The researchers used a gene editing technique called CRISPR–Cas9 (more commonly referred to as CRISPR). CRISPR uses the natural defense mechanisms of bacteria to target specific pieces of DNA in a genome, allowing scientists to essentially crop out — and potentially replace — individual sequences. The possibilities with CRISPR are basically endless, but the technique is still in its infancy.
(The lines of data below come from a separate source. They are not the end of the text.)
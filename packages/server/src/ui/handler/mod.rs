pub mod http;
pub mod websocket;

pub use http::health_check;
pub use websocket::websocket_handler;
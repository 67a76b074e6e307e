//! Identity Gate trait 定義
//!
//! 接続確立時に一度だけ呼ばれる認証のインターフェース。成功すると
//! 接続の生存期間を通して不変な `Identity` が得られる。

use async_trait::async_trait;

use super::entity::Identity;

/// 認証の失敗（接続レベル、接続試行ごと打ち切り）
#[derive(Debug, Clone, PartialEq, Eq, thiserror::Error)]
pub enum AuthError {
    /// 資格情報が欠落している
    #[error("authentication required")]
    MissingCredential,
    /// 資格情報が不正または期限切れ
    #[error("invalid credential")]
    InvalidCredential,
}

/// ベアラ資格情報の検証インターフェース
#[cfg_attr(test, mockall::automock)]
#[async_trait]
pub trait IdentityGate: Send + Sync {
    /// 資格情報を検証し、認証済みアイデンティティを返す
    async fn authenticate(&self, credential: &str) -> Result<Identity, AuthError>;
}
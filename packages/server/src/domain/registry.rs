//! Room Registry: 在室状態の唯一の所有者
//!
//! セッションテーブル、ルームごとのライブセッション集合、タイピング
//! 中マップ、デフォルトルームのリングバッファを一箇所で管理します。
//! すべての変更は `Arc<Mutex<RoomRegistry>>` 越しに直列化され、
//! ブロードキャスト用のスナップショットは変更と同じロック区間で
//! 計算されます（変更後に古いロスターを配ることがない）。
//!
//! ## 不変条件
//!
//! - 接続は明示的に join して leave/切断していない間だけライブ集合に
//!   現れる
//! - 非デフォルトルームのライブ在室は接続ごとに高々 1 つ。
//!   デフォルトルームの在室は常に並行して維持される
//! - デフォルトルームの履歴は最大 100 件（古いものから追い出し）
//! - 変更操作は全て適用されるか、全く適用されないかのどちらか

use std::collections::{HashMap, VecDeque};

use super::entity::{ChatMessage, Identity};
use super::value_object::{ConnectionId, RoomId, Username};

/// デフォルトルームのリングバッファ容量
pub const LOBBY_HISTORY_CAP: usize = 100;

/// ルームの現在のロスター（connection_id → username）
pub type Roster = HashMap<ConnectionId, Username>;

/// join 適用後のスナップショット
#[derive(Debug, Clone)]
pub struct JoinEffect {
    /// 参加先ルームの適用後ロスター
    pub roster: Roster,
    /// デフォルトルームへの参加なら、その履歴のスナップショット
    pub history: Option<Vec<ChatMessage>>,
    /// 追い出された旧ルーム（非デフォルトルームの二重在室は不可）
    pub evicted: Option<EvictedRoom>,
}

/// join によって離脱させられた旧ルームの状態
#[derive(Debug, Clone)]
pub struct EvictedRoom {
    pub room_id: RoomId,
    /// 離脱適用後のロスター
    pub roster: Roster,
    /// 旧ルームでタイピング中だった場合 true（stop を配る必要がある）
    pub typing_stopped: bool,
}

/// leave 適用後のスナップショット
#[derive(Debug, Clone)]
pub struct LeaveEffect {
    pub roster: Roster,
    pub typing_stopped: bool,
}

/// 切断で影響を受けたルーム（1 ルームにつき 1 エントリ）
#[derive(Debug, Clone)]
pub struct AffectedRoom {
    pub room_id: RoomId,
    pub roster: Roster,
    pub typing_stopped: bool,
}

/// disconnect 適用後のスナップショット
///
/// 2 回目以降の呼び出しでは `rooms` は空になる（冪等）。
#[derive(Debug, Clone, Default)]
pub struct DisconnectEffect {
    pub rooms: Vec<AffectedRoom>,
}

/// send 適用後のスナップショット
#[derive(Debug, Clone)]
pub struct SendEffect {
    /// 配信対象（送信者を含むルームの全ライブ接続）
    pub targets: Vec<ConnectionId>,
    /// 送信者のタイピング表示を消した場合 true
    pub typing_stopped: bool,
}

/// typing-start 適用後のスナップショット
#[derive(Debug, Clone)]
pub struct TypingStart {
    pub username: Username,
    /// 送信者以外のルームメンバー
    pub targets: Vec<ConnectionId>,
}

/// インメモリの在室・タイピング・セッション状態
#[derive(Debug, Default)]
pub struct RoomRegistry {
    /// 接続ごとの認証済みアイデンティティ
    sessions: HashMap<ConnectionId, Identity>,
    /// ルームごとのライブセッション集合
    live: HashMap<RoomId, Roster>,
    /// ルームごとのタイピング中マップ
    typing: HashMap<RoomId, Roster>,
    /// 接続が現在在室している非デフォルトルーム
    active_room: HashMap<ConnectionId, RoomId>,
    /// デフォルトルームの履歴（最大 LOBBY_HISTORY_CAP 件）
    lobby_history: VecDeque<ChatMessage>,
}

impl RoomRegistry {
    pub fn new() -> Self {
        Self::default()
    }

    /// ルームのライブ集合を取得（なければ空で作る、冪等）
    fn ensure_room(&mut self, room_id: &RoomId) -> &mut Roster {
        self.live.entry(room_id.clone()).or_default()
    }

    /// 接続の認証済みアイデンティティ
    pub fn identity_of(&self, connection_id: &ConnectionId) -> Option<&Identity> {
        self.sessions.get(connection_id)
    }

    /// 登録済みの全接続（room-catalog-changed のヒント配信用）
    pub fn all_connections(&self) -> Vec<ConnectionId> {
        self.sessions.keys().cloned().collect()
    }

    /// ルームの現在のロスター
    pub fn roster(&self, room_id: &RoomId) -> Roster {
        self.live.get(room_id).cloned().unwrap_or_default()
    }

    /// 認証直後の接続を登録し、デフォルトルームに入室させる
    ///
    /// 戻り値はデフォルトルームの適用後ロスター。
    pub fn connect(&mut self, connection_id: ConnectionId, identity: Identity) -> Roster {
        let username = identity.username.clone();
        self.sessions.insert(connection_id.clone(), identity);
        let default_room = RoomId::default_room();
        let members = self.ensure_room(&default_room);
        members.insert(connection_id, username);
        members.clone()
    }

    /// 接続をルームに入室させる
    ///
    /// 非デフォルトルームへの入室は、既に在室している別の非デフォルト
    /// ルームからの離脱を伴う。デフォルトルームへの入室は冪等で、
    /// 在室中の非デフォルトルームには影響しない。
    ///
    /// セッションが存在しない場合は None（状態は変更されない）。
    pub fn join(&mut self, connection_id: &ConnectionId, room_id: &RoomId) -> Option<JoinEffect> {
        let username = self.sessions.get(connection_id)?.username.clone();

        let mut evicted = None;
        if !room_id.is_default() {
            if let Some(previous) = self.active_room.insert(connection_id.clone(), room_id.clone())
            {
                if previous != *room_id {
                    evicted = Some(self.remove_live(connection_id, &previous));
                }
            }
        }

        let members = self.ensure_room(room_id);
        members.insert(connection_id.clone(), username);
        let roster = members.clone();

        let history = room_id
            .is_default()
            .then(|| self.lobby_history.iter().cloned().collect());

        Some(JoinEffect {
            roster,
            history,
            evicted,
        })
    }

    /// 接続をルームから離脱させる
    ///
    /// ライブメンバーでなければ None（エラーではなく no-op）。
    pub fn leave(&mut self, connection_id: &ConnectionId, room_id: &RoomId) -> Option<LeaveEffect> {
        if !self
            .live
            .get(room_id)
            .is_some_and(|members| members.contains_key(connection_id))
        {
            return None;
        }
        if self.active_room.get(connection_id) == Some(room_id) {
            self.active_room.remove(connection_id);
        }
        let effect = self.remove_live(connection_id, room_id);
        Some(LeaveEffect {
            roster: effect.roster,
            typing_stopped: effect.typing_stopped,
        })
    }

    /// 接続の痕跡を全ルームから取り除く（冪等）
    ///
    /// 影響を受けたルームごとに適用後ロスターと typing-stop の要否を
    /// 返す。既に切断済みの接続では空の結果を返し、二重ブロード
    /// キャストは起こらない。
    pub fn disconnect(&mut self, connection_id: &ConnectionId) -> DisconnectEffect {
        if self.sessions.remove(connection_id).is_none() {
            return DisconnectEffect::default();
        }
        self.active_room.remove(connection_id);

        let mut affected: Vec<RoomId> = self
            .live
            .iter()
            .filter(|(_, members)| members.contains_key(connection_id))
            .map(|(room_id, _)| room_id.clone())
            .collect();
        // typing だけ残っているルームも拾う（leave 後の取りこぼし対策）
        for (room_id, entries) in &self.typing {
            if !affected.contains(room_id) && entries.contains_key(connection_id) {
                affected.push(room_id.clone());
            }
        }
        // Sort by room id for consistent ordering
        affected.sort_by(|a, b| a.as_str().cmp(b.as_str()));

        let rooms = affected
            .into_iter()
            .map(|room_id| {
                let effect = self.remove_live(connection_id, &room_id);
                AffectedRoom {
                    room_id,
                    roster: effect.roster,
                    typing_stopped: effect.typing_stopped,
                }
            })
            .collect();

        DisconnectEffect { rooms }
    }

    /// メッセージ適用: デフォルトルームならリングバッファへ追加し、
    /// 送信者のタイピング表示を消し、配信対象を返す
    ///
    /// 永続ルームのメッセージは Directory 側で永続化済みであること。
    pub fn apply_send(
        &mut self,
        connection_id: &ConnectionId,
        message: ChatMessage,
    ) -> SendEffect {
        let room_id = message.room_id.clone();
        if room_id.is_default() {
            self.lobby_history.push_back(message);
            while self.lobby_history.len() > LOBBY_HISTORY_CAP {
                self.lobby_history.pop_front();
            }
        }
        let typing_stopped = self.remove_typing(connection_id, &room_id);
        let targets = self
            .live
            .get(&room_id)
            .map(|members| members.keys().cloned().collect())
            .unwrap_or_default();
        SendEffect {
            targets,
            typing_stopped,
        }
    }

    /// タイピング開始を記録し、通知対象（送信者以外）を返す
    ///
    /// ルームのライブメンバーでない接続からの信号は無視する。
    pub fn start_typing(
        &mut self,
        connection_id: &ConnectionId,
        room_id: &RoomId,
    ) -> Option<TypingStart> {
        let username = self.sessions.get(connection_id)?.username.clone();
        let members = self.live.get(room_id)?;
        if !members.contains_key(connection_id) {
            return None;
        }
        let targets = members
            .keys()
            .filter(|id| *id != connection_id)
            .cloned()
            .collect();
        self.typing
            .entry(room_id.clone())
            .or_default()
            .insert(connection_id.clone(), username.clone());
        Some(TypingStart { username, targets })
    }

    /// タイピング表示を消し、通知対象（送信者以外）を返す
    ///
    /// エントリが無ければ None（冪等、通知も出さない）。
    pub fn stop_typing(
        &mut self,
        connection_id: &ConnectionId,
        room_id: &RoomId,
    ) -> Option<Vec<ConnectionId>> {
        if !self.remove_typing(connection_id, room_id) {
            return None;
        }
        Some(
            self.live
                .get(room_id)
                .map(|members| {
                    members
                        .keys()
                        .filter(|id| *id != connection_id)
                        .cloned()
                        .collect()
                })
                .unwrap_or_default(),
        )
    }

    /// デフォルトルームの履歴スナップショット（時系列順）
    pub fn lobby_history(&self) -> Vec<ChatMessage> {
        self.lobby_history.iter().cloned().collect()
    }

    /// ライブ集合とタイピングマップから接続を取り除く共通処理
    fn remove_live(&mut self, connection_id: &ConnectionId, room_id: &RoomId) -> EvictedRoom {
        let roster = match self.live.get_mut(room_id) {
            Some(members) => {
                members.remove(connection_id);
                members.clone()
            }
            None => Roster::default(),
        };
        let typing_stopped = self.remove_typing(connection_id, room_id);
        EvictedRoom {
            room_id: room_id.clone(),
            roster,
            typing_stopped,
        }
    }

    fn remove_typing(&mut self, connection_id: &ConnectionId, room_id: &RoomId) -> bool {
        self.typing
            .get_mut(room_id)
            .is_some_and(|entries| entries.remove(connection_id).is_some())
    }
}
When scientists recently tried to use the method to edit the genomes of human embryos, for example, they had a very low success rate in deleting the genes they wanted to delete, and had a whole mess of erroneously deleted genes to boot.
In the new study, a team led by Harvard University's George Church — one of the pioneers of the CRISPR technique — used gene editing to remove all the copies of porcine endogenous retroviruses (or PERVs) from their pig cells' DNA. These PERVs could potentially infect a human who received a pig organ transplant, so getting rid of them is essential, but they can't be bred out of a pig's genome using more traditional tactics. That's why doctors have some success transplanting pieces of pig organs — like skin and heart valves — into humans, but have yet to attempt entire organs.
According to the researchers, the 62 cuts they made (which is by far the greatest number ever made on one genome using CRISPR) didn't seem to inadvertently scramble anything else up. They haven't been tested in a human transplant yet, but in a petri dish, human cells showed a 1000-fold reduction in PERV transmission with the edited pig cells.
Since the group has apparently edited ten times more genes than have ever successfully been edited on a single genome with CRISPR, other scientists will no doubt be eager to study their techniques.
The next step for pig transplants is to create actual embryos with the edited genomes. Nature reports that Church has co-founded a biotech company called eGenesis to perfect the process, and that their edited embryos are almost ready to be implanted and brought to term.